- _MATERIAL FOR THIS EXERCISE_:
•••••
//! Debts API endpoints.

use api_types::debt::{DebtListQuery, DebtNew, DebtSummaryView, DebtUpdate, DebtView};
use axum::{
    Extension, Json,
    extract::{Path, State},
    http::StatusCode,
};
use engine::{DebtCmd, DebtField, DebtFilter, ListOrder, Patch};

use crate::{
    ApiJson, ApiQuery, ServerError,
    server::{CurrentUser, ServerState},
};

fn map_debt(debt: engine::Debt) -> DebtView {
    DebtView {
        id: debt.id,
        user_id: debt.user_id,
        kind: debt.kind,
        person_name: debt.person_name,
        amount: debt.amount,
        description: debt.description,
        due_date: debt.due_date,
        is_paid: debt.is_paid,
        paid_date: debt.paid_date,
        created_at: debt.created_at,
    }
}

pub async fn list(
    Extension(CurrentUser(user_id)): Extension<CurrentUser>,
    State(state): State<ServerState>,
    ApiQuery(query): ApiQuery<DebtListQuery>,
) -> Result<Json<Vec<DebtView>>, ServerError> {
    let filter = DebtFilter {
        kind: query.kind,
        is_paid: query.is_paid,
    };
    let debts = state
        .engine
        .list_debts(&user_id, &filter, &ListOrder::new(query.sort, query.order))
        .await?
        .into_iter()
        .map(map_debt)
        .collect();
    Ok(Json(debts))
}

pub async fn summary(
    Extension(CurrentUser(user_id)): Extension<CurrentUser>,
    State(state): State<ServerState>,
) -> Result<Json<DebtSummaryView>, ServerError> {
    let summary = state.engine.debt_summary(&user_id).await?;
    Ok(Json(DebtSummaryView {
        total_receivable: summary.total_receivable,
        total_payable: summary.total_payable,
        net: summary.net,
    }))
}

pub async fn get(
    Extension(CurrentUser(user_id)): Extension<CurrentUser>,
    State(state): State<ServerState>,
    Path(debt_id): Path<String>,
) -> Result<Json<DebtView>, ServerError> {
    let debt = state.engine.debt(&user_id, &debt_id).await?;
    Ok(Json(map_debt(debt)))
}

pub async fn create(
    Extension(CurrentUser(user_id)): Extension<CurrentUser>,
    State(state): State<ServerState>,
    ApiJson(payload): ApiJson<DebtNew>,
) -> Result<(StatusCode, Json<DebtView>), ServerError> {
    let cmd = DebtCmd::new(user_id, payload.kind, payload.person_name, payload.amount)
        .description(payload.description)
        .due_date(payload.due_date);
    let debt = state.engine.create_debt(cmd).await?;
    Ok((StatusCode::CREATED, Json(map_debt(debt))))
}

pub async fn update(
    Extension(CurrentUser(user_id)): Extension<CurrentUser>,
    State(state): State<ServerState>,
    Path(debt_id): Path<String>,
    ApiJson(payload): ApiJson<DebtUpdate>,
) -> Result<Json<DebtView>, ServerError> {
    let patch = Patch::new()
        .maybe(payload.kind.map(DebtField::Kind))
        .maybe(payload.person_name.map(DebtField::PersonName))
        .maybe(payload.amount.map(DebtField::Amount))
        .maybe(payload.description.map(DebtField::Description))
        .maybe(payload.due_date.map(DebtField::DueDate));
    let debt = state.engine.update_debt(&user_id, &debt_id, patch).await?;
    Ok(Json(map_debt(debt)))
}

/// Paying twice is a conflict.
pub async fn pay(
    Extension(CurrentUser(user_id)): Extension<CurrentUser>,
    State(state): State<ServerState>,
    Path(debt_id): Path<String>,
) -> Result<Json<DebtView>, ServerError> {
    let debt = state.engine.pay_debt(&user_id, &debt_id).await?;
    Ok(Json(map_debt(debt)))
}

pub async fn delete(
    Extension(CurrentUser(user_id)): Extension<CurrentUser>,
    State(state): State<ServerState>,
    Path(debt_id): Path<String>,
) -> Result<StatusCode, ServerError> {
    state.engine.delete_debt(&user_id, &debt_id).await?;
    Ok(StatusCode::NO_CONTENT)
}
•••••
- _PROBLEM REQUIREMENTS_: Reproduce exactly, and only, the lines from the start of the entries through the one that contains "-> Result<Json<DebtSummaryView>, ServerError>".

- _EXERCISE RESULT_:
//! Debts API endpoints.

use api_types::debt::{DebtListQuery, DebtNew, DebtSummaryView, DebtUpdate, DebtView};
use axum::{
    Extension, Json,
    extract::{Path, State},
    http::StatusCode,
};
use engine::{DebtCmd, DebtField, DebtFilter, ListOrder, Patch};

use crate::{
    ApiJson, ApiQuery, ServerError,
    server::{CurrentUser, ServerState},
};

fn map_debt(debt: engine::Debt) -> DebtView {
    DebtView {
        id: debt.id,
        user_id: debt.user_id,
        kind: debt.kind,
        person_name: debt.person_name,
        amount: debt.amount,
        description: debt.description,
        due_date: debt.due_date,
        is_paid: debt.is_paid,
        paid_date: debt.paid_date,
        created_at: debt.created_at,
    }
}

pub async fn list(
    Extension(CurrentUser(user_id)): Extension<CurrentUser>,
    State(state): State<ServerState>,
    ApiQuery(query): ApiQuery<DebtListQuery>,
) -> Result<Json<Vec<DebtView>>, ServerError> {
    let filter = DebtFilter {
        kind: query.kind,
        is_paid: query.is_paid,
    };
    let debts = state
        .engine
        .list_debts(&user_id, &filter, &ListOrder::new(query.sort, query.order))
        .await?
        .into_iter()
        .map(map_debt)
        .collect();
    Ok(Json(debts))
}

pub async fn summary(
    Extension(CurrentUser(user_id)): Extension<CurrentUser>,
    State(state): State<ServerState>,
) -> Result<Json<DebtSummaryView>, ServerError> {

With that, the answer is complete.